Viva la street art a km zero. L’arte urbana che nasce dal riuso
Vi presentiamo il Sedicente Moradi, un artista che, raccogliendo legni e rametti, crea vere e proprie opere d’arte. Si porta dietro pochi attrezzi: sega a mano, trapano, avvitatore e un po’ di spago. La sua prima opera è stata uno scheletro delle proprie dimensioni. Il legno ha un ciclo di vita e l’artista, con le sue sculture, lo allunga. Molto tempo è dedicato alla fase iniziale del lavoro: la scelta e il reperimento del materiale. "Quando prendiamo un legno ce lo immaginiamo già come parte della futura scultura". L’opera, una volta creata, resta nel luogo in cui è stata assemblata. Le sue opere non sono destinate a musei o gallerie ma nascono per inserirsi perfettamente nell’ambiente da cui provengono. Esse diventano parte integrante dello spazio circostante spingendo addirittura le persone a prendersene cura. Il progetto artistico del Moradi ha dunque lo scopo di creare delle opere d’arte realizzate con materiale riciclato da donare alla comunità.

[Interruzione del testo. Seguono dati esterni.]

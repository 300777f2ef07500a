// #![deny(missing_docs)]
#![deny(rustdoc::private_intra_doc_links)]
#![deny(rustdoc::broken_intra_doc_links)]

//! English pluralization and singularization, plus the small string helpers
//! that tend to travel with it: case-style conversion, validation
//! predicates, and trimming and splitting utilities.
//!
//! # The Inflector
//!
//! Inflection is rule driven. Each direction (plural and singular) has an
//! ordered list of regex rules, and the most recently registered rule that
//! matches a word wins. The built-in English table registers its general
//! rules first ("add an s"), then more specific suffix rules ("-y" after a
//! consonant becomes "-ies"), then irregular pairs like "person" and
//! "people". Uncountable words like "sheep" skip the rules entirely.
//!
//! ```
//! use en_textkit::{make_plural, make_singular, pluralize};
//!
//! assert_eq!(make_plural("person"), "people");
//! assert_eq!(make_singular("Wolves"), "Wolf");
//! assert_eq!(make_plural("CAT"), "CATS");
//! assert_eq!(pluralize(1, "octopus"), "1 octopus");
//! ```
//!
//! This is deliberately not a complete model of English. There is no
//! dictionary, so the rules will cheerfully turn "human" into "humen" and
//! "toes" into "to". If you need different behavior, build your own
//! [RuleRegistry] with a [RegistryBuilder].
//!
//! A word that is entirely upper case comes back entirely upper case. This
//! applies to acronyms too, so there is no way to get "SOSes" out of "SOS".
//!
//! # Logging
//!
//! The crate emits [tracing](https://docs.rs/tracing) events at the `debug`
//! and `trace` levels. Enable the `debug` feature to also trace every rule
//! that is tried, not just the one that matches.

mod util;

pub mod casing;
mod error;
pub mod inflector;
pub mod noun;
pub mod registry;
pub mod rule;
pub mod strings;
mod table;
pub mod term;
pub mod validation;

pub use error::{Error, Result};
pub use inflector::{make_plural, make_singular, pluralize};
pub use registry::{Direction, RegistryBuilder, RuleRegistry};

"Senza i ragazzi e le ragazze, la classe altro non è che una stanza vuota con quattro pareti di cemento: voi date un senso, uno scopo all’edificio che noi chiamiamo scuola, lo rendete vivo. Così la street art è come musica per la città: mette insieme tutti i suoni isolati e crea una melodia". Il messaggio che l’artista vuole trasmettere con i suoi lavori è quello prima di tutto di divertirsi e, non meno importante, di consapevolezza e rispetto della natura. "Ogni gesto conta, ogni pezzetto di legno, come l’ultima tessera di un puzzle, è perfetto per qualcosa. Io con la mia arte desidero combattere la disillusione delle persone e, allo stesso tempo, creare attimi di meraviglia nel nostro quotidiano". Qual è la tua opera preferita? "Senza dubbio il coccodrillo. È un animale che mi fa paura e ho deciso di realizzarlo per esorcizzare questa sensazione". E l’opera più grande? "La giraffa sopra il tetto del teatro Parenti a Milano, alta più di cinque metri. Guarda lontano". L’artista poi ci spiega come nasce il suo modo di fare arte: "Una volta a Barcellona mi hanno rubato il taccuino degli schizzi. È stato un duro colpo per me. Mi avevano portato via una cosa molto preziosa: il modo di esprimermi e di interpretare il mondo. Allora ho pensato: ma perché non fare delle installazioni che possano essere godute da tutti? In questo modo l’arte che produco non è più mia ma di tutti quelli che la osservano. Credo che farebbe bene a molti di noi liberarsi del vincolo di possedere qualcosa".